'Culture shock' - China golfers backed despite rough year

Daniel HICKS
AFP
China's 'Marty' Dou Zecheng had a tough debut season on the US PGA Tour. (AFP Photo/GOH CHAI HIN)

China's 'Marty' Dou Zecheng had a tough debut season on the US PGA Tour

China's 'Marty' Dou Zecheng had a tough debut season on the US PGA Tour. (AFP Photo/GOH CHAI HIN)

Hong Kong (AFP) - When the PGA Tour Series-China reached its climax at the weekend, the five top money-winners earned cards for America's Web.com Tour, one rung below the elite PGA Tour.

There was just one hiccup -- none of the top five, or even the top 10, was from China.

It is the first time in four seasons of the PGA Tour Series-China -- hailed by former tour commissioner Tim Finchem "as a pathway to the PGA Tour for Chinese golfers" when it was created -- that no Chinese player has made the top five.

Instead, Englishman Callum Tarren, American Charlie Saxon and New Zealander Chris Voke get their chance in America, along with fourth-placed Yuwa Kosaihira of Japan and South Korea's Todd Baek.

"We're here to grow the game of golf in China. It just hasn't been the best of years for Chinese players," admitted Greg Carlson, executive director of the PGA Tour China.

"We always want to see Chinese players play well and advance onto the Web.com tour," he told AFP in Hong Kong, where the 14-stop season wrapped up at the Clearwater Bay Open.

"It just didn't work out this year with some of the Chinese players getting inside that top 10."

Cao Li in 12th place was the leading Chinese golfer on the money list.

"Cao Li winning this year (in Chongqing in March) was a success but he's had a few injuries along the way and he's starting to get his game back together," said Carlson, who remains upbeat about China's potential to produce future stars.

- 'Good players out there' -

"We're not particularly concerned about the development of golf in China and the quality of golfers in China because we know they are coming," he said.

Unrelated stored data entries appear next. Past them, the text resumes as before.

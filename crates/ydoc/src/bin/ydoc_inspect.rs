//! `ydoc-inspect`: decode one or more updates (files, or stdin) and print
//! what they hold.
//!
//! Usage:
//!   ydoc-inspect [--state-vector] [--verbose] [FILE...]
//!
//! Without `--state-vector` the updates are applied to an empty document
//! and its JSON is printed, followed by any pending counts on stderr.

use std::io::{self, Read, Write};
use std::process;

use tracing_subscriber::EnvFilter;
use ydoc::{Document, Update};

fn main() {
    let mut state_vector = false;
    let mut verbose = false;
    let mut files = Vec::new();
    for arg in std::env::args().skip(1) {
        match arg.as_str() {
            "--state-vector" => state_vector = true,
            "--verbose" => verbose = true,
            _ => files.push(arg),
        }
    }

    let filter = if verbose {
        EnvFilter::new("debug")
    } else {
        EnvFilter::try_from_default_env().unwrap_or_else(|_| EnvFilter::new("warn"))
    };
    tracing_subscriber::fmt()
        .with_env_filter(filter)
        .with_writer(io::stderr)
        .init();

    let inputs = match read_inputs(&files) {
        Ok(inputs) => inputs,
        Err(e) => {
            eprintln!("{e}");
            process::exit(1);
        }
    };

    let mut doc = Document::with_replica(0);
    let mut merged = Update::new();
    for (name, data) in &inputs {
        let update = match Update::decode(data) {
            Ok(update) => update,
            Err(e) => {
                eprintln!("{name}: {e}");
                process::exit(1);
            }
        };
        if state_vector {
            merged.merge(update);
        } else {
            doc.apply(update);
        }
    }

    let out = if state_vector {
        format!("{}\n", merged.state_vector())
    } else {
        match serde_json::to_string_pretty(&doc.to_json()) {
            Ok(json) => format!("{json}\n"),
            Err(e) => {
                eprintln!("{e}");
                process::exit(1);
            }
        }
    };
    if let Err(e) = io::stdout().write_all(out.as_bytes()) {
        eprintln!("{e}");
        process::exit(1);
    }

    let pending = doc.pending();
    if !pending.is_empty() {
        eprintln!(
            "pending: {} items, {} delete ranges",
            pending.items, pending.delete_ranges
        );
    }
}

fn read_inputs(files: &[String]) -> io::Result<Vec<(String, Vec<u8>)>> {
    if files.is_empty() {
        let mut buf = Vec::new();
        io::stdin().read_to_end(&mut buf)?;
        return Ok(vec![("<stdin>".to_owned(), buf)]);
    }
    files
        .iter()
        .map(|path| Ok((path.clone(), std::fs::read(path)?)))
        .collect()
}
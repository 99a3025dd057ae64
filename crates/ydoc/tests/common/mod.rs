#![allow(dead_code)]

pub mod fixtures;

use std::sync::Once;

use serde_json::Value as Json;
use tracing_subscriber::EnvFilter;
use ydoc::{Document, Value};

static TRACING: Once = Once::new();

/// Install a test subscriber once per binary, driven by `RUST_LOG`.
pub fn init_tracing() {
    TRACING.call_once(|| {
        let filter = EnvFilter::try_from_default_env().unwrap_or_else(|_| EnvFilter::new("warn"));
        let _ = tracing_subscriber::fmt()
            .with_env_filter(filter)
            .with_test_writer()
            .try_init();
    });
}

/// Send everything `to` is missing from `from`, the way a peer would after
/// exchanging state vectors.
pub fn sync(from: &Document, to: &mut Document) {
    let diff = from
        .encode_diff(&to.encode_state_vector())
        .expect("state vector must decode");
    to.apply_update(&diff).expect("diff must apply");
}

/// Sync every pair until nothing changes.
pub fn sync_all(docs: &mut [Document]) {
    for i in 0..docs.len() {
        for j in 0..docs.len() {
            if i == j {
                continue;
            }
            let update = docs[i].encode_diff(&docs[j].encode_state_vector()).unwrap();
            docs[j].apply_update(&update).unwrap();
        }
    }
}

/// Scalar from a JSON fixture value. Integral numbers stay integers.
pub fn value_from_json(json: &Json) -> Value {
    match json {
        Json::Null => Value::Null,
        Json::Bool(b) => Value::Bool(*b),
        Json::Number(n) => match n.as_i64() {
            Some(i) => Value::Int(i),
            None => Value::Float(n.as_f64().unwrap_or(f64::NAN)),
        },
        Json::String(s) => Value::String(s.clone()),
        other => panic!("fixture values must be scalars, got {other}"),
    }
}
//! Ordered-list view over a container chain.

use serde_json::Value as Json;

use super::{container_json, item_out, ContainerId, ContainerIdx, ContainerKind, ContainerRef};
use crate::content::{Content, Input, Out};
use crate::doc::Document;
use crate::error::DocError;
use crate::store::{ChainIter, ItemGraph};

/// A sequence container, borrowed from its [`Document`].
///
/// Indices count visible (non-deleted) elements only.
#[derive(Debug)]
pub struct Sequence<'a> {
    doc: &'a mut Document,
    idx: ContainerIdx,
}

impl<'a> Sequence<'a> {
    pub(crate) fn new(doc: &'a mut Document, idx: ContainerIdx) -> Self {
        Self { doc, idx }
    }

    pub fn len(&self) -> usize {
        self.doc.graph.container(self.idx).len
    }

    pub fn is_empty(&self) -> bool {
        self.len() == 0
    }

    pub fn get(&self, index: usize) -> Option<Out> {
        let graph = &self.doc.graph;
        graph
            .visible(self.idx)
            .nth(index)
            .map(|r| item_out(graph, r))
    }

    /// Insert `values` so the first lands at `index`.
    pub fn insert<I, V>(&mut self, index: usize, values: I) -> Result<(), DocError>
    where
        I: IntoIterator<Item = V>,
        V: Into<Input>,
    {
        let contents: Vec<Content> = values
            .into_iter()
            .map(|v| Content::from(v.into()))
            .collect();
        self.doc.local_insert(self.idx, index, contents)
    }

    /// Append `values` at the end.
    pub fn push<I, V>(&mut self, values: I) -> Result<(), DocError>
    where
        I: IntoIterator<Item = V>,
        V: Into<Input>,
    {
        let len = self.len();
        self.insert(len, values)
    }

    /// Insert a new empty container at `index` and return a handle to it.
    pub fn insert_container(
        &mut self,
        index: usize,
        kind: ContainerKind,
    ) -> Result<ContainerRef, DocError> {
        let id = self.doc.clock.peek();
        self.doc
            .local_insert(self.idx, index, vec![Content::Container(kind)])?;
        Ok(ContainerRef::new(ContainerId::Nested(id), kind))
    }

    pub fn push_container(&mut self, kind: ContainerKind) -> Result<ContainerRef, DocError> {
        let len = self.len();
        self.insert_container(len, kind)
    }

    /// Delete `count` elements starting at `index`.
    pub fn delete(&mut self, index: usize, count: usize) -> Result<(), DocError> {
        self.doc.local_delete(self.idx, index, count)
    }

    /// The visible elements, in order.
    pub fn to_sequence(&self) -> Vec<Out> {
        self.iter().collect()
    }

    pub fn iter(&self) -> SequenceIter<'_> {
        SequenceIter {
            graph: &self.doc.graph,
            chain: self.doc.graph.chain(self.idx),
        }
    }

    pub fn to_json(&self) -> Json {
        container_json(&self.doc.graph, self.idx)
    }

    /// A handle that addresses this container on any replica.
    pub fn container_ref(&self) -> ContainerRef {
        ContainerRef::new(
            self.doc.graph.container(self.idx).id.clone(),
            ContainerKind::Sequence,
        )
    }
}

/// Iterates the visible elements of a [`Sequence`]. Restartable: every call
/// to [`Sequence::iter`] walks the chain afresh.
pub struct SequenceIter<'a> {
    graph: &'a ItemGraph,
    chain: ChainIter<'a>,
}

impl Iterator for SequenceIter<'_> {
    type Item = Out;

    fn next(&mut self) -> Option<Out> {
        let graph = self.graph;
        self.chain
            .find(|&r| !graph.item(r).deleted)
            .map(|r| item_out(graph, r))
    }
}
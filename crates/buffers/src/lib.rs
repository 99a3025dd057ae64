//! Byte buffers for the ydoc binary encodings.
//!
//! [`Writer`] appends to a growable buffer and never fails. [`Reader`] walks
//! a borrowed slice and returns [`BufferError`] instead of panicking when the
//! input is truncated or invalid.

mod reader;
mod writer;

pub use reader::Reader;
pub use writer::Writer;

use thiserror::Error;

/// Errors raised while reading from a [`Reader`].
#[derive(Debug, Clone, Copy, PartialEq, Eq, Error)]
pub enum BufferError {
    #[error("unexpected end of buffer")]
    EndOfBuffer,
    #[error("invalid UTF-8 sequence")]
    InvalidUtf8,
    #[error("variable-length integer does not fit in 64 bits")]
    VarintOverflow,
}

/// Maps a signed integer onto the unsigned range so small magnitudes stay short.
#[inline]
pub fn zigzag_encode(value: i64) -> u64 {
    ((value << 1) ^ (value >> 63)) as u64
}

/// Inverse of [`zigzag_encode`].
#[inline]
pub fn zigzag_decode(value: u64) -> i64 {
    ((value >> 1) as i64) ^ -((value & 1) as i64)
}

#[cfg(test)]
mod tests {
    use super::*;

    #[test]
    fn zigzag_small_magnitudes() {
        assert_eq!(zigzag_encode(0), 0);
        assert_eq!(zigzag_encode(-1), 1);
        assert_eq!(zigzag_encode(1), 2);
        assert_eq!(zigzag_encode(-2), 3);
        assert_eq!(zigzag_decode(3), -2);
        assert_eq!(zigzag_decode(zigzag_encode(i64::MIN)), i64::MIN);
        assert_eq!(zigzag_decode(zigzag_encode(i64::MAX)), i64::MAX);
    }
}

"You look at the junior development of golfers in China and there are a lot of good players out there."

One of those is 21-year-old Yechun 'Carl' Yuan who was the only other Chinese winner on the tour, as an amateur at Qingdao in July.

Yuan has now turned professional and his world ranking of 530 puts him third among all Chinese players.

China's players have dominated in previous years. The inaugural 2014 season saw Li Haotong win the order of merit.

He has gone on to win twice on the European Tour and establish himself as China's number one, but at 54th is the only player from the country inside the world's top 100.

The 2016 PGA Tour Series-China winner, 'Marty' Dou Zecheng, and fifth-placed Zhang Xinjun both earned 2018 US PGA Tour cards, the first from China to do so.

But they have struggled on the main tour, with Dou only making seven of 26 cuts with a best finish of tied 51st.

Zhang fared better with a best of tied fifth in the Dominican Republic, but still failed to make the cut 16 times in 27 events.

It means that despite the long-expected advent of China as a force in golf, success remains elusive on the world's leading tour.

Carlson said there was a "culture shock" for Chinese players to absorb in the United States, where the ultra-competitive PGA Tour has little room for error.

"You see it with a lot of guys like a Marty Dou -- when they go to the US, it's a little bit of a culture shock," said Carlson.

"The difference between PGA Tour, Web.com and PGA Tour Series-China is there's less room to make mistakes," he added.

"It's the top tour in golf and you have to be at the top of your game."